Around 1986, Hinckley and the hospital began seeking various conditional releases,[41] which required judicial authorization.[42]: 127–33  The Reagan family frequently spoke out against these requests.[43][44] In 1986, a judge denied Hinckley's request to be transferred to a less restrictive ward.[41] In 1987, the hospital requested that Hinckley be given a 12-hour unescorted pass allowing Hinckley to visit his parents on Easter. Glenn Miller, who had performed the initial evaluation of Hinckley, testified, "I do not believe he's suicidal, I do not believe he's a danger to Jodie Foster, I do not believe he's a danger to Mr. Reagan or Mr. Brady."[45] But Miller also revealed that Hinckley had written to serial killer Ted Bundy, sought the address of Charles Manson, and received a letter from Manson family member Lynette Fromme.[46] The hospital subsequently withdrew the request for "administrative" reasons, though it emphasized that the "clinical" assessment was unchanged.[47] In 1992, Hinckley again submitted a request for additional privileges, but he later withdrew that request.[48]: , 558 & n.1  During this period, St. Elizabeth's gradually expanded Hinckley's privileges by allowing off-site trips under custodial supervision.[42]: 128–29 

In 2003, Hinckley, for the first time, received judicial approval for a release proposal: six local day visits under the supervision of his parents and, upon the successful completion and evaluation of those day visits, two local overnight visits also under parental supervision.[49][44] On June 17, 2009, Judge Friedman ruled that Hinckley would be permitted to visit his mother for a dozen visits of 10 days at a time, rather than six, to spend more time outside of the hospital, and to have a driver's license. The court also ordered that Hinckley be required to carry a GPS-enabled cell phone to track him whenever he was outside of his parents' home. He was prohibited from speaking with the news media.[50] Prosecutors objected to this ruling, saying that Hinckley was still a danger to others and had unhealthy and inappropriate thoughts about women. Hinckley had recorded a song, "Ballad of an Outlaw", which the prosecutors claimed was "reflecting suicide and lawlessness".[51]

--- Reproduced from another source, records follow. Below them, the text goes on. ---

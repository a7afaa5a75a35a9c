#![deny(missing_docs)]
//! Process execution substrate.
//!
//! A [`Kernel`] owns a swappable [`scheduler::Scheduler`], a fixed worker
//! pool, and a loop thread that moves processes from one to the other while
//! respecting an in-flight limit. [`Kernel::install_handlers`] exposes
//! spawning, status queries, and health over an [`intent_bus::IntentBus`].

mod config;
mod error;
mod handlers;
mod health;
mod kernel;
mod table;
mod tasks;

pub use config::KernelConfig;
pub use error::{KernelError, KernelResult};
pub use handlers::{PROCESS_ID_KEY, PROCESS_NOT_FOUND, TASK_KEY};
pub use health::{KernelHealth, KernelMetrics, DEGRADED_BACKLOG_FACTOR};
pub use kernel::Kernel;
pub use table::{ProcessRecord, ProcessStatus, ProcessTable};
pub use tasks::{Task, TaskRegistry};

On March 29, 2011, the day before the 30th anniversary of the assassination attempt, Hinckley's attorney filed a court petition requesting more freedom for his client, including additional unsupervised visits to the Virginia home of Hinckley's mother, Jo Ann.[52] On November 30, 2011, a hearing in Washington was held to consider whether he could live full-time outside the hospital. The Justice Department opposed this, stating that Hinckley still poses a danger to the public. Justice Department counsel argued that Hinckley had been known to deceive his doctors in the past.[53][54] By December 2013, the court ordered that visits be extended to his mother, who lives near Williamsburg. Hinckley was permitted up to eight 17-day visits, with evaluation after the completion of each one.[55]

Release[edit]

On July 27, 2016, a federal judge ruled that Hinckley could be released from St. Elizabeths on August 5,[56] as he was no longer considered a threat to himself or others.[56][57][58][59][60] Patti Davis, one of Reagan's daughters, and then-presidential candidate Donald Trump both denounced Hinckley's release.[43]

Hinckley was released from institutional psychiatric care on September 10, 2016, with many conditions—including that he was required to live full-time at his mother's home in Williamsburg, Virginia, to work at least 3 days a week and record his browser history.[61] He was also prohibited from a variety of activities, including contacting the Reagan, Brady, or Foster families; watching or listening to violent media; accessing pornography; and speaking to the press.[61][62] In November 2018, Judge Friedman ruled Hinckley could move out of his mother's house in Virginia and live on his own upon location approval from his doctors.[57]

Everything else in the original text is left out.